I really love when people enjoy the style or colours. I don't like when they enjoy "hotness" or attractiveness. I'd rather someone thought "I like that shirt" than "That shirt looks good on you". I would appreciate most if people thought "I admire her ability to stand out".

(Got lazy near the end =P)


----------



## chocolatlover16 (Jan 23, 2012)

*What is your personal style and how might you relate that to your type?*
My style is very much dependent on how I am feeling and how I want people to perceive me. I love comfort, but I also like to look unique. I'll often wear the standard jeans and a t-shirt, but with some sort of bandana holding my hair back. I love bold jewelry-- large earrings, mixed colors of metal, colorful bangle bracelets. I'm also into bright colors contrasted with black... especially red and black, red and gray.... red is definitely my signature color if I want to project a "strong & unique" vibe. When I'm being more style-conscious (and not necessarily just rolling out of bed and throwing on the first thing I can find that says "me" but is also on hand and won't make me any later than I undoubtedly already am...) I vascillate between a very bohemian, earthy, relaxed style and a sort of vintage-elegant style. I love pieces that are a combination of the two, like an Indian skirt that has really complicated detailing and embroidery but comes in "free size." I wear lots of "gypsy" style skirts, but I also love silk, satin, velvet and lace. My shoes, too, alternate between comfortable, practical, and earthy (i.e. Birkenstocks, flip-flops, converse, black tennis shoes with funky rainbow-colored laces) and elegant/unique (lots of wedge sandals, heels, and even some flats, in a wide range of colors and materials. On a day-to-day basis, I don't wear make-up (I get up too late to deal with that stuff...) but when I do I like it to be striking. Foundation and powder for a flawless base, and then I gravitate toward rich, dark, shimmery eyeshadows, *black* eyeliner and mascara, and bold lips (I usually end up mixing various lipsticks and glosses to get the _perfect_ shade for the day/outfit). 

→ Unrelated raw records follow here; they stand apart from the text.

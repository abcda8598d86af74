//! Group a directory listing into input/expected-output pairs.
//!
//! ## Notes
//! - The listing is walked exactly once, in the order given (directory-iteration order for real runs).
//! - Expected-output files are never treated as cases on their own; they are only reached through their input.
//! - An input whose derived expected-output name is absent from the listing is reported as [`Pairing::Unpaired`]
//!   so the caller can record a failing verdict for it instead of dropping it.

use std::collections::HashSet;
use std::path::{Path, PathBuf};

use crate::errors::FixtureError;
use crate::fixture::{FixtureKind, FixtureName, FixturePattern, FixtureRole, Sequence};

/// One runnable test case.
#[derive(Debug, Clone, PartialEq, Eq, Hash)]
pub struct FixturePair {
    pub kind: FixtureKind,
    pub sequence: Sequence,
    pub input_path: PathBuf,
    pub expected_output_path: PathBuf,
}

/// An input file with no expected-output counterpart.
#[derive(Debug, Clone, PartialEq, Eq, Hash)]
pub struct UnpairedInput {
    pub kind: FixtureKind,
    pub sequence: Sequence,
    pub input_path: PathBuf,
    /// The expected-output path that was derived but not found.
    pub missing_expected_output: PathBuf,
}

/// Outcome of pairing one input file.
#[derive(Debug, Clone, PartialEq, Eq, Hash)]
pub enum Pairing {
    Paired(FixturePair),
    Unpaired(UnpairedInput),
}

impl Pairing {
    pub fn kind(&self) -> FixtureKind {
        match self {
            Pairing::Paired(pair) => pair.kind,
            Pairing::Unpaired(unpaired) => unpaired.kind,
        }
    }

    pub fn sequence(&self) -> &Sequence {
        match self {
            Pairing::Paired(pair) => &pair.sequence,
            Pairing::Unpaired(unpaired) => &unpaired.sequence,
        }
    }
}

/// Pair every input fixture in `listing` (file names inside `dir`) with its expected output.
///
/// Returns one [`Pairing`] per input fixture, in listing order. Files that do not match `pattern` are ignored.
///
/// ## Errors
/// Propagates the first [`FixtureError`] raised by the matcher; nothing is paired in that case.
pub fn pair_fixtures<S: AsRef<str>>(
    pattern: &FixturePattern,
    dir: &Path,
    listing: &[S],
) -> Result<Vec<Pairing>, FixtureError> {
    let present: HashSet<&str> = listing.iter().map(AsRef::as_ref).collect();
    let mut consumed: HashSet<String> = HashSet::new();
    let mut pairings = Vec::new();

    for entry in listing {
        let file_name = entry.as_ref();
        if consumed.contains(file_name) {
            continue;
        }
        let Some(matched) = pattern.match_file_name(file_name)? else {
            continue;
        };
        if matched.name.role != FixtureRole::Input {
            continue;
        }

        let counterpart = matched.counterpart_file_name();
        let input_path = dir.join(file_name);
        let expected_path = dir.join(&counterpart);
        let paired = present.contains(counterpart.as_str());
        let FixtureName { kind, sequence, .. } = matched.name;

        pairings.push(if paired {
            Pairing::Paired(FixturePair {
                kind,
                sequence,
                input_path,
                expected_output_path: expected_path,
            })
        } else {
            Pairing::Unpaired(UnpairedInput {
                kind,
                sequence,
                input_path,
                missing_expected_output: expected_path,
            })
        });

        consumed.insert(file_name.to_string());
        consumed.insert(counterpart);
    }

    Ok(pairings)
}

*Do you think your enneagram type (including wing & instinctual stack!) influences your personal style of dress/grooming?*
I definitely think that my personal style reflects my enneagram type, because I'm a 4w3, and (clearly) I'm all about wearing what I want, when I want, and using my clothing as a form of personal expression. More often than not, my clothing can tell you _something_ about how I am feeling, what state of mind I am in, or at least what kind of image I am trying to project that day (sometimes I dress much better than I feel to try and conceal it, but it's usually not very successful...). While I'm primarily a 4, and thus more about keeping it personal and unique, I can definitely see that my 3 wing comes through in the way I _can_ adapt my personal style to almost any situation and am almost always appropriately (if uniquely) dressed for an occasion. I'm not in any way "preppy" as the 3-description mentions, but I definitely have the "want attention in the best possible way" aspect to my style choices.... I want my style to be completely 4-unique and one-of-a-kind, but also admired by others. It's a very interesting dilemma sometimes.... I am one of those people who has tons of clothes and shoes and still has trouble finding things to wear. As far as instinctual stackings, I am sx/sp, which I think also makes sense with my clothing choices. When I dress to impress, it is usually because there is one particular person I want to impress (everybody else's approval or admiration is nice, but not the general goal). I use my clothes as a sort of beacon/filtering device for other people, if that makes any sense... which I guess also fits in with the secondary sp instinct. My sp comes out in my desire for comfort and my overwhelming preference for certain fabrics and the way they feel. Even if an outfit looks great, if it doesn't _feel_ right, I probably won't wear it. 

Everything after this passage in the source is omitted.